Other points of interest include Marhada Mata, Gurlang, Seoz Glaciers, the Samna Manj range, and the Shri Narsing Ji Maharaj temple in central Ramnagar.

==Demographics==
Ramnagar is a Municipal Committee city in district of Udhampur, Jammu and Kashmir. The Ramnagar city is divided into 13 wards for which elections are held every five years. The Ramnagar Municipal Committee has population of 6,292 of which 3,237 are males while 3,055 are females as per report released by Census of India 2011.
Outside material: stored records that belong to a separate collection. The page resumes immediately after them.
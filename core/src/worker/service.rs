//! Worker service
//!
//! Runs the dispatcher on a dedicated task. The presentation layer talks to it
//! only through two ordered channels:
//!
//! ```text
//!   presentation ── Inbound ──────────▶ ┌──────────────┐
//!                                       │ worker task  │── Dispatcher
//!   presentation ◀── WorkerResponse ─── └──────────────┘
//! ```
//!
//! Requests are handled one at a time in arrival order; later requests wait in
//! the inbound queue.

use std::sync::Arc;

use anyhow::{Context, Result};
use log::{error, info, warn};
use tokio::sync::mpsc;
use tokio::task::JoinHandle;

use crate::backend::ProofBackend;
use crate::gateway::LedgerGateway;

use super::context::WorkerContext;
use super::dispatcher::Dispatcher;
use super::protocol::{Inbound, WorkerResponse};

pub struct WorkerService;

impl WorkerService {
    /// Spawn the worker task. Emits `worker_loaded` once before the first request.
    pub fn start<B: ProofBackend, G: LedgerGateway>(
        ctx: WorkerContext<B, G>,
    ) -> (WorkerHandle, mpsc::Receiver<WorkerResponse>) {
        let capacity = ctx.config.worker.channel_capacity.max(1);
        let (inbound_tx, mut inbound_rx) = mpsc::channel::<Inbound>(capacity);
        let (outbound_tx, outbound_rx) = mpsc::channel::<WorkerResponse>(capacity);

        let dispatcher = Arc::new(Dispatcher::new(ctx));

        let task = tokio::spawn(async move {
            if outbound_tx.send(WorkerResponse::WorkerLoaded).await.is_err() {
                return;
            }
            info!("Worker loaded");

            while let Some(message) = inbound_rx.recv().await {
                let dispatcher = dispatcher.clone();
                let outbound = outbound_tx.clone();
                // Own task per request so a panic becomes an error message.
                let request = AbortOnDrop(tokio::spawn(async move {
                    dispatcher.handle(message, &outbound).await
                }));

                match request.join().await {
                    Ok(Ok(())) => {}
                    Ok(Err(_)) => {
                        warn!("Presentation channel closed, stopping worker");
                        return;
                    }
                    Err(e) => {
                        error!("Request handler crashed: {}", e);
                        let crashed = WorkerResponse::error("internal worker error");
                        if outbound_tx.send(crashed).await.is_err() {
                            return;
                        }
                    }
                }
            }

            info!("Worker inbound channel closed, shutting down");
        });

        (
            WorkerHandle {
                inbound: inbound_tx,
                task,
            },
            outbound_rx,
        )
    }
}

/// Aborts the wrapped task when dropped, so terminating the worker also
/// abandons the request in flight.
struct AbortOnDrop<T>(JoinHandle<T>);

impl<T> AbortOnDrop<T> {
    async fn join(mut self) -> Result<T, tokio::task::JoinError> {
        (&mut self.0).await
    }
}

impl<T> Drop for AbortOnDrop<T> {
    fn drop(&mut self) {
        self.0.abort();
    }
}

/// Presentation-side handle to a running worker
pub struct WorkerHandle {
    inbound: mpsc::Sender<Inbound>,
    task: JoinHandle<()>,
}

impl WorkerHandle {
    /// Queue a message for the worker.
    pub async fn post(&self, message: impl Into<Inbound>) -> Result<()> {
        self.inbound
            .send(message.into())
            .await
            .context("worker unavailable")
    }

    /// Stop the worker immediately. In-flight work is abandoned and no further
    /// messages are emitted.
    pub fn terminate(self) {
        info!("Terminating worker");
        self.task.abort();
    }

    /// Stop accepting messages and wait for queued ones to be answered.
    pub async fn shutdown(self) -> Result<()> {
        drop(self.inbound);
        self.task.await.context("worker crashed")
    }
}
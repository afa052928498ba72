use axum::{
  extract::{Path, State},
  http::StatusCode,
  Json,
};

use crate::{
  admin::{
      model::{AdminStatsResponse, AdminUserResponse},
      service::AdminService,
  },
  error::AppError,
};

// Every registered user with activity counters
pub async fn list_users(
  State(service): State<AdminService>,
) -> Result<Json<Vec<AdminUserResponse>>, AppError> {
  let users = service.list_users().await?;
  Ok(Json(users))
}

// Permanently remove a user and everything they own
pub async fn delete_user(
  State(service): State<AdminService>,
  Path(user_id): Path<String>,
) -> Result<StatusCode, AppError> {
  service.delete_user(&user_id).await?;
  Ok(StatusCode::NO_CONTENT)
}

// Dashboard counters
pub async fn stats(
  State(service): State<AdminService>,
) -> Result<Json<AdminStatsResponse>, AppError> {
  let stats = service.stats().await?;
  Ok(Json(stats))
}
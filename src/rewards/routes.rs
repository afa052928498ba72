use axum::{
    middleware,
    routing::{get, put},
    Router,
};

use crate::{
    config::Config,
    middleware::auth::{admin_middleware, auth_middleware},
    rewards::{handler, service::RewardService},
};

pub fn reward_routes(service: RewardService, config: Config) -> Router {
    let user_routes = Router::new()
        .route("/mine", get(handler::my_rewards))
        .route("/mine/summary", get(handler::my_summary))
        .layer(middleware::from_fn_with_state(
            config.clone(),
            auth_middleware,
        ));

    let admin_routes = Router::new()
        .route("/", get(handler::list_rewards))
        .route("/overview", get(handler::overview))
        .route("/:reward_id/pay", put(handler::mark_paid))
        .layer(middleware::from_fn_with_state(config, admin_middleware));

    Router::new()
        .merge(user_routes)
        .merge(admin_routes)
        .with_state(service)
}
use std::net::SocketAddr;
use tracing::{info, Level};
use tracing_subscriber::FmtSubscriber;

use recyclo_api::{api, config, db};

#[tokio::main]
async fn main() -> anyhow::Result<()> {
    // Load environment variables
    dotenv::dotenv().ok();

    // Initialize logging
    let subscriber = FmtSubscriber::builder()
        .with_max_level(Level::DEBUG)
        .finish();
    tracing::subscriber::set_global_default(subscriber)
        .expect("Failed to set subscriber");

    // Load configuration
    let config = config::Config::from_env()?;

    // Open the local data store
    let store = db::Store::open(&config.data_dir)?;
    info!("Opened data store at {}", config.data_dir.display());

    // Build our application with routes
    let app = api::router::create_router(store, config.clone());

    // Run our application
    let addr = SocketAddr::from(([0, 0, 0, 0], config.port));
    info!("Server listening on {}", addr);

    let listener = tokio::net::TcpListener::bind(addr).await?;
    axum::serve(listener, app).await?;

    Ok(())
}
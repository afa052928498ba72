use chrono::{DateTime, Utc};
use serde::{Deserialize, Serialize};
use uuid::Uuid;

// Row of the admin users table: profile plus activity counters
#[derive(Debug, Serialize, Deserialize)]
pub struct AdminUserResponse {
    pub id: Uuid,
    pub email: String,
    pub name: String,
    pub phone: Option<String>,
    pub location: Option<String>,
    pub points: i64,
    pub credited_points: i64,
    pub items_posted: usize,
    pub created_at: DateTime<Utc>,
}

// Dashboard counters
#[derive(Debug, Serialize, Deserialize)]
pub struct AdminStatsResponse {
    pub total_items: usize,
    pub total_users: usize,
    pub pending_approval: usize,
    pub completed_items: usize,
}
use axum::{
  middleware,
  routing::{get, post},
  Router,
};

use crate::{auth::handler, auth::service::AuthService, middleware::auth::auth_middleware};

pub fn auth_routes(service: AuthService) -> Router {
  let auth_config = service.get_config().clone();

  Router::new()
      .route("/register", post(handler::register))
      .route("/login", post(handler::login))
      .route("/admin/login", post(handler::admin_login))
      .route("/refresh", post(handler::refresh_token))
      .route(
          "/me",
          get(handler::me).route_layer(middleware::from_fn_with_state(
              auth_config,
              auth_middleware,
          )),
      )
      .with_state(service)
}
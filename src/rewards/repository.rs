use uuid::Uuid;

use crate::{db::Store, error::AppError};

use super::model::{PaymentStatus, Reward};

#[derive(Clone)]
pub struct RewardRepository {
    store: Store,
}

impl RewardRepository {
    pub fn new(store: Store) -> Self {
        Self { store }
    }

    /// Creates the reward only if the item has no reward yet. The existence
    /// check and the insert are one atomic operation on the collection, which
    /// is what keeps the at-most-one-reward-per-item invariant under
    /// concurrent completion requests.
    pub async fn create_for_item_if_absent(&self, reward: Reward) -> Result<bool, AppError> {
        let item_id = reward.item_id;
        self.store
            .rewards
            .insert_if_absent(|r| r.item_id == item_id, reward)
    }

    pub async fn set_paid(&self, reward_id: &Uuid) -> Result<Reward, AppError> {
        self.store
            .rewards
            .update_one(
                |r| r.id == *reward_id,
                |r| r.payment_status = PaymentStatus::Paid,
            )?
            .ok_or_else(|| {
                AppError::NotFoundError(format!("Reward with ID {} not found", reward_id))
            })
    }

    pub async fn list_rewards(&self) -> Result<Vec<Reward>, AppError> {
        self.store.rewards.all()
    }

    pub async fn list_by_user(&self, user_id: &Uuid) -> Result<Vec<Reward>, AppError> {
        self.store.rewards.find(|r| r.user_id == *user_id)
    }

    pub async fn delete_by_user(&self, user_id: &Uuid) -> Result<usize, AppError> {
        self.store.rewards.delete_where(|r| r.user_id == *user_id)
    }
}
use chrono::{DateTime, Utc};
use serde::{Deserialize, Serialize};
use uuid::Uuid;

use crate::items::model::{Item, ItemStatus};

#[derive(Debug, Serialize, Deserialize, Clone, Copy, PartialEq, Eq)]
pub enum PaymentStatus {
    #[serde(rename = "PENDING")]
    Pending,
    #[serde(rename = "PAID")]
    Paid,
}

// One reward per completed item. Item and user fields are snapshotted at
// issuance so the record stays meaningful after the item is deleted.
#[derive(Debug, Serialize, Deserialize, Clone)]
pub struct Reward {
    pub id: Uuid,
    pub item_id: Uuid,
    pub user_id: Uuid,
    pub item_title: String,
    pub category: String,
    pub user_name: String,
    pub user_email: String,
    pub points: i64,
    pub status: ItemStatus,
    pub payment_status: PaymentStatus,
    pub created_at: DateTime<Utc>,
}

impl Reward {
    pub fn for_item(item: &Item) -> Self {
        Self {
            id: Uuid::new_v4(),
            item_id: item.id,
            user_id: item.user_id,
            item_title: item.title.clone(),
            category: item.category.clone(),
            user_name: item.user_name.clone(),
            user_email: item.user_email.clone(),
            points: item.points,
            status: ItemStatus::Completed,
            payment_status: PaymentStatus::Pending,
            created_at: Utc::now(),
        }
    }
}

#[derive(Debug, Serialize, Deserialize)]
pub struct RewardResponse {
    pub id: Uuid,
    pub item_id: Uuid,
    pub user_id: Uuid,
    pub item_title: String,
    pub category: String,
    pub user_name: String,
    pub user_email: String,
    pub points: i64,
    pub status: ItemStatus,
    pub payment_status: PaymentStatus,
    pub created_at: DateTime<Utc>,
}

impl From<Reward> for RewardResponse {
    fn from(reward: Reward) -> Self {
        Self {
            id: reward.id,
            item_id: reward.item_id,
            user_id: reward.user_id,
            item_title: reward.item_title,
            category: reward.category,
            user_name: reward.user_name,
            user_email: reward.user_email,
            points: reward.points,
            status: reward.status,
            payment_status: reward.payment_status,
            created_at: reward.created_at,
        }
    }
}

// Per-user totals. credited_points counts Completed-status rewards only,
// which is the scope the user's running balance tracks; gross_points counts
// every reward regardless of status.
#[derive(Debug, Serialize, Deserialize)]
pub struct RewardSummaryResponse {
    pub reward_count: usize,
    pub credited_points: i64,
    pub gross_points: i64,
}

// Global counters for the admin payment overview
#[derive(Debug, Serialize, Deserialize)]
pub struct RewardOverviewResponse {
    pub total_rewards: usize,
    pub pending_count: usize,
    pub paid_count: usize,
    pub total_points: i64,
    pub pending_points: i64,
}
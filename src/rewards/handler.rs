use axum::{
  extract::{Path, State},
  Extension, Json,
};

use crate::{
  error::AppError,
  rewards::{
      model::{RewardOverviewResponse, RewardResponse, RewardSummaryResponse},
      service::RewardService,
  },
};

// List the current user's rewards
pub async fn my_rewards(
  Extension(user_id): Extension<String>,
  State(service): State<RewardService>,
) -> Result<Json<Vec<RewardResponse>>, AppError> {
  let rewards = service.list_for_user(&user_id).await?;
  Ok(Json(rewards))
}

// Credited vs gross point totals for the current user
pub async fn my_summary(
  Extension(user_id): Extension<String>,
  State(service): State<RewardService>,
) -> Result<Json<RewardSummaryResponse>, AppError> {
  let summary = service.summary_for_user(&user_id).await?;
  Ok(Json(summary))
}

// Admin: every reward in the ledger
pub async fn list_rewards(
  State(service): State<RewardService>,
) -> Result<Json<Vec<RewardResponse>>, AppError> {
  let rewards = service.list_all().await?;
  Ok(Json(rewards))
}

// Admin: payment overview counters
pub async fn overview(
  State(service): State<RewardService>,
) -> Result<Json<RewardOverviewResponse>, AppError> {
  let overview = service.overview().await?;
  Ok(Json(overview))
}

// Admin: mark a reward's payment as sent
pub async fn mark_paid(
  State(service): State<RewardService>,
  Path(reward_id): Path<String>,
) -> Result<Json<RewardResponse>, AppError> {
  let reward = service.mark_paid(&reward_id).await?;
  Ok(Json(reward))
}
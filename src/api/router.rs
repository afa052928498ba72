use axum::{
  routing::get,
  http::StatusCode,
  Json, Router,
};
use serde_json::json;
use tower_http::{
  cors::{Any, CorsLayer},
  trace::TraceLayer,
};

use crate::{
  admin::{routes::admin_routes, service::AdminService},
  auth::{repository::AuthRepository, routes::auth_routes, service::AuthService},
  categories::{
    repository::CategoryRepository,
    routes::category_routes,
    service::CategoryService,
  },
  config::Config,
  db::Store,
  items::{repository::ItemRepository, routes::item_routes, service::ItemService},
  rewards::{
    repository::RewardRepository,
    routes::reward_routes,
    service::RewardService,
  },
};

pub fn create_router(store: Store, config: Config) -> Router {
  // Setup CORS
  let cors = CorsLayer::new()
      .allow_origin(Any)
      .allow_methods(Any)
      .allow_headers(Any);

  // Setup repositories
  let auth_repository = AuthRepository::new(store.clone());
  let item_repository = ItemRepository::new(store.clone());
  let reward_repository = RewardRepository::new(store.clone());
  let category_repository = CategoryRepository::new(store);

  // Setup services
  let auth_service = AuthService::new(auth_repository.clone(), config.clone());
  let reward_service = RewardService::new(reward_repository);
  let item_service = ItemService::new(
      item_repository.clone(),
      reward_service.clone(),
      auth_repository.clone(),
  );
  let category_service = CategoryService::new(category_repository);
  let admin_service = AdminService::new(auth_repository, item_repository, reward_service.clone());

  // Setup routes
  let api_routes = Router::new()
      .route("/health", get(health_check))
      .nest("/auth", auth_routes(auth_service))
      .nest("/items", item_routes(item_service, config.clone()))
      .nest("/categories", category_routes(category_service, config.clone()))
      .nest("/rewards", reward_routes(reward_service, config.clone()))
      .nest("/admin", admin_routes(admin_service, config));

  // Build the router
  Router::new()
      .nest("/api/v1", api_routes)
      .layer(TraceLayer::new_for_http())
      .layer(cors)
}

async fn health_check() -> (StatusCode, Json<serde_json::Value>) {
  (
      StatusCode::OK,
      Json(json!({
          "status": "success",
          "message": "Server is running"
      })),
  )
}
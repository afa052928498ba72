use std::fs;
use std::path::{Path, PathBuf};
use std::sync::{Arc, RwLock};

use serde::de::DeserializeOwned;
use serde::Serialize;

use crate::auth::model::User;
use crate::error::AppError;
use crate::items::model::Item;
use crate::rewards::model::Reward;

// Categories seeded on first run only. An explicitly emptied set must stay
// empty across restarts, so seeding is keyed on file absence, not emptiness.
const DEFAULT_CATEGORIES: [&str; 4] = ["Paper", "Plastic", "Metal", "E-waste"];

/// Local persistence adapter: one JSON file per named collection under a
/// data directory owned exclusively by this process. Every mutation runs
/// under the collection's write lock for the full read-modify-write, then
/// persists via temp-file + rename.
#[derive(Clone)]
pub struct Store {
    pub users: Collection<User>,
    pub items: Collection<Item>,
    pub categories: Collection<String>,
    pub rewards: Collection<Reward>,
}

impl Store {
    pub fn open(data_dir: &Path) -> Result<Self, AppError> {
        fs::create_dir_all(data_dir)?;

        let seed_categories = !data_dir.join("categories.json").exists();

        let store = Self {
            users: Collection::open(data_dir, "users")?,
            items: Collection::open(data_dir, "items")?,
            categories: Collection::open(data_dir, "categories")?,
            rewards: Collection::open(data_dir, "rewards")?,
        };

        if seed_categories {
            let defaults = DEFAULT_CATEGORIES.iter().map(|c| c.to_string()).collect();
            store.categories.replace_all(defaults)?;
        }

        Ok(store)
    }
}

#[derive(Clone)]
pub struct Collection<T> {
    path: PathBuf,
    records: Arc<RwLock<Vec<T>>>,
}

impl<T> Collection<T>
where
    T: Serialize + DeserializeOwned + Clone,
{
    fn open(data_dir: &Path, name: &str) -> Result<Self, AppError> {
        let path = data_dir.join(format!("{}.json", name));

        let records = if path.exists() {
            let raw = fs::read_to_string(&path)?;
            serde_json::from_str(&raw).map_err(|e| {
                AppError::StorageError(format!("Failed to load collection {}: {}", name, e))
            })?
        } else {
            Vec::new()
        };

        Ok(Self {
            path,
            records: Arc::new(RwLock::new(records)),
        })
    }

    pub fn all(&self) -> Result<Vec<T>, AppError> {
        let records = self.records.read().map_err(|_| lock_poisoned())?;
        Ok(records.clone())
    }

    pub fn find(&self, pred: impl Fn(&T) -> bool) -> Result<Vec<T>, AppError> {
        let records = self.records.read().map_err(|_| lock_poisoned())?;
        Ok(records.iter().filter(|r| pred(r)).cloned().collect())
    }

    pub fn find_one(&self, pred: impl Fn(&T) -> bool) -> Result<Option<T>, AppError> {
        let records = self.records.read().map_err(|_| lock_poisoned())?;
        Ok(records.iter().find(|r| pred(r)).cloned())
    }

    pub fn count(&self, pred: impl Fn(&T) -> bool) -> Result<usize, AppError> {
        let records = self.records.read().map_err(|_| lock_poisoned())?;
        Ok(records.iter().filter(|r| pred(r)).count())
    }

    pub fn insert(&self, record: T) -> Result<(), AppError> {
        let mut records = self.records.write().map_err(|_| lock_poisoned())?;
        records.push(record);
        self.persist(&records)
    }

    /// Atomic check-then-create: inserts only when no record matches the
    /// predicate. Returns whether the insert happened. The check and the
    /// insert run under one write lock.
    pub fn insert_if_absent(
        &self,
        pred: impl Fn(&T) -> bool,
        record: T,
    ) -> Result<bool, AppError> {
        let mut records = self.records.write().map_err(|_| lock_poisoned())?;
        if records.iter().any(|r| pred(r)) {
            return Ok(false);
        }
        records.push(record);
        self.persist(&records)?;
        Ok(true)
    }

    /// Transactional update of the first matching record. Returns the
    /// updated record, or None when nothing matched.
    pub fn update_one(
        &self,
        pred: impl Fn(&T) -> bool,
        mutate: impl FnOnce(&mut T),
    ) -> Result<Option<T>, AppError> {
        let mut records = self.records.write().map_err(|_| lock_poisoned())?;
        let Some(record) = records.iter_mut().find(|r| pred(r)) else {
            return Ok(None);
        };
        mutate(record);
        let updated = record.clone();
        self.persist(&records)?;
        Ok(Some(updated))
    }

    /// Deletes every matching record, returning how many were removed.
    pub fn delete_where(&self, pred: impl Fn(&T) -> bool) -> Result<usize, AppError> {
        let mut records = self.records.write().map_err(|_| lock_poisoned())?;
        let before = records.len();
        records.retain(|r| !pred(r));
        let removed = before - records.len();
        if removed > 0 {
            self.persist(&records)?;
        }
        Ok(removed)
    }

    pub fn replace_all(&self, new_records: Vec<T>) -> Result<(), AppError> {
        let mut records = self.records.write().map_err(|_| lock_poisoned())?;
        *records = new_records;
        self.persist(&records)
    }

    fn persist(&self, records: &[T]) -> Result<(), AppError> {
        let raw = serde_json::to_vec_pretty(records)?;
        let tmp = self.path.with_extension("json.tmp");
        fs::write(&tmp, raw)?;
        fs::rename(&tmp, &self.path)?;
        Ok(())
    }
}

fn lock_poisoned() -> AppError {
    AppError::StorageError("Collection lock poisoned".into())
}

#[cfg(test)]
mod tests {
    use super::*;
    use serde::Deserialize;
    use uuid::Uuid;

    #[derive(Debug, Serialize, Deserialize, Clone, PartialEq)]
    struct TestRecord {
        id: u32,
        label: String,
    }

    fn temp_dir() -> PathBuf {
        let dir = std::env::temp_dir().join(format!("recyclo-db-test-{}", Uuid::new_v4()));
        fs::create_dir_all(&dir).unwrap();
        dir
    }

    fn record(id: u32, label: &str) -> TestRecord {
        TestRecord {
            id,
            label: label.to_string(),
        }
    }

    #[test]
    fn records_survive_reopen() {
        let dir = temp_dir();
        let collection: Collection<TestRecord> = Collection::open(&dir, "things").unwrap();
        collection.insert(record(1, "one")).unwrap();
        collection.insert(record(2, "two")).unwrap();

        let reopened: Collection<TestRecord> = Collection::open(&dir, "things").unwrap();
        assert_eq!(reopened.all().unwrap().len(), 2);
        assert_eq!(
            reopened.find_one(|r| r.id == 2).unwrap().unwrap().label,
            "two"
        );
    }

    #[test]
    fn insert_if_absent_inserts_at_most_once() {
        let dir = temp_dir();
        let collection: Collection<TestRecord> = Collection::open(&dir, "things").unwrap();

        assert!(collection
            .insert_if_absent(|r| r.id == 7, record(7, "first"))
            .unwrap());
        assert!(!collection
            .insert_if_absent(|r| r.id == 7, record(7, "second"))
            .unwrap());

        let matching = collection.find(|r| r.id == 7).unwrap();
        assert_eq!(matching.len(), 1);
        assert_eq!(matching[0].label, "first");
    }

    #[test]
    fn update_one_persists_the_mutation() {
        let dir = temp_dir();
        let collection: Collection<TestRecord> = Collection::open(&dir, "things").unwrap();
        collection.insert(record(1, "before")).unwrap();

        let updated = collection
            .update_one(|r| r.id == 1, |r| r.label = "after".to_string())
            .unwrap();
        assert_eq!(updated.unwrap().label, "after");

        let reopened: Collection<TestRecord> = Collection::open(&dir, "things").unwrap();
        assert_eq!(
            reopened.find_one(|r| r.id == 1).unwrap().unwrap().label,
            "after"
        );
    }

    #[test]
    fn update_one_returns_none_for_missing_records() {
        let dir = temp_dir();
        let collection: Collection<TestRecord> = Collection::open(&dir, "things").unwrap();
        let updated = collection
            .update_one(|r| r.id == 99, |r| r.label.clear())
            .unwrap();
        assert!(updated.is_none());
    }

    #[test]
    fn delete_where_removes_matching_records() {
        let dir = temp_dir();
        let collection: Collection<TestRecord> = Collection::open(&dir, "things").unwrap();
        collection.insert(record(1, "keep")).unwrap();
        collection.insert(record(2, "drop")).unwrap();
        collection.insert(record(3, "drop")).unwrap();

        assert_eq!(collection.delete_where(|r| r.label == "drop").unwrap(), 2);
        assert_eq!(collection.all().unwrap(), vec![record(1, "keep")]);
    }

    #[test]
    fn store_seeds_default_categories_on_first_open_only() {
        let dir = temp_dir();
        let store = Store::open(&dir).unwrap();
        assert_eq!(
            store.categories.all().unwrap(),
            vec!["Paper", "Plastic", "Metal", "E-waste"]
        );

        // An emptied set must stay empty on reopen.
        store.categories.replace_all(Vec::new()).unwrap();
        let reopened = Store::open(&dir).unwrap();
        assert!(reopened.categories.all().unwrap().is_empty());
    }
}
use uuid::Uuid;

use crate::{db::Store, error::AppError};

use super::model::{Item, ItemStatus, UpdateItemRequest};

#[derive(Clone)]
pub struct ItemRepository {
    store: Store,
}

impl ItemRepository {
    pub fn new(store: Store) -> Self {
        Self { store }
    }

    pub async fn create_item(&self, item: Item) -> Result<Item, AppError> {
        self.store.items.insert(item.clone())?;
        Ok(item)
    }

    pub async fn get_item(&self, item_id: &Uuid) -> Result<Item, AppError> {
        self.store
            .items
            .find_one(|i| i.id == *item_id)?
            .ok_or_else(|| AppError::NotFoundError(format!("Item with ID {} not found", item_id)))
    }

    pub async fn list_items(&self) -> Result<Vec<Item>, AppError> {
        self.store.items.all()
    }

    pub async fn list_by_user(&self, user_id: &Uuid) -> Result<Vec<Item>, AppError> {
        self.store.items.find(|i| i.user_id == *user_id)
    }

    pub async fn set_approved(&self, item_id: &Uuid, approved: bool) -> Result<Item, AppError> {
        self.store
            .items
            .update_one(|i| i.id == *item_id, |i| i.approved = approved)?
            .ok_or_else(|| AppError::NotFoundError(format!("Item with ID {} not found", item_id)))
    }

    pub async fn set_status(&self, item_id: &Uuid, status: ItemStatus) -> Result<Item, AppError> {
        self.store
            .items
            .update_one(|i| i.id == *item_id, |i| i.status = status)?
            .ok_or_else(|| AppError::NotFoundError(format!("Item with ID {} not found", item_id)))
    }

    // Applies only the owner-editable fields; everything else, points
    // included, is left untouched.
    pub async fn update_fields(
        &self,
        item_id: &Uuid,
        updates: &UpdateItemRequest,
    ) -> Result<Item, AppError> {
        self.store
            .items
            .update_one(
                |i| i.id == *item_id,
                |i| {
                    if let Some(title) = &updates.title {
                        i.title = title.clone();
                    }
                    if let Some(description) = &updates.description {
                        i.description = description.clone();
                    }
                    if let Some(quantity) = &updates.quantity {
                        i.quantity = quantity.clone();
                    }
                    if let Some(location) = &updates.location {
                        i.location = location.clone();
                    }
                },
            )?
            .ok_or_else(|| AppError::NotFoundError(format!("Item with ID {} not found", item_id)))
    }

    pub async fn delete_item(&self, item_id: &Uuid) -> Result<bool, AppError> {
        let removed = self.store.items.delete_where(|i| i.id == *item_id)?;
        Ok(removed > 0)
    }

    pub async fn delete_by_user(&self, user_id: &Uuid) -> Result<usize, AppError> {
        self.store.items.delete_where(|i| i.user_id == *user_id)
    }

    pub async fn count_items(&self) -> Result<usize, AppError> {
        self.store.items.count(|_| true)
    }

    pub async fn count_pending_approval(&self) -> Result<usize, AppError> {
        self.store.items.count(|i| !i.approved)
    }

    pub async fn count_by_status(&self, status: ItemStatus) -> Result<usize, AppError> {
        self.store.items.count(|i| i.status == status)
    }

    pub async fn count_by_user(&self, user_id: &Uuid) -> Result<usize, AppError> {
        self.store.items.count(|i| i.user_id == *user_id)
    }
}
The population of children aged 0-6 is 748 which is 11.89% of total population of Ram Nagar (MC). In Ram Nagar Municipal Committee, the female sex ratio is 944 against state average of 889. Moreover, the child sex ratio in Ram Nagar is around 894 compared to Jammu and Kashmir state average of 862. The literacy rate of Ram Nagar city is 81.64% higher than the state average of 67.16%. In Ram Nagar, male literacy is around 87.33% while the female literacy rate is 75.65%.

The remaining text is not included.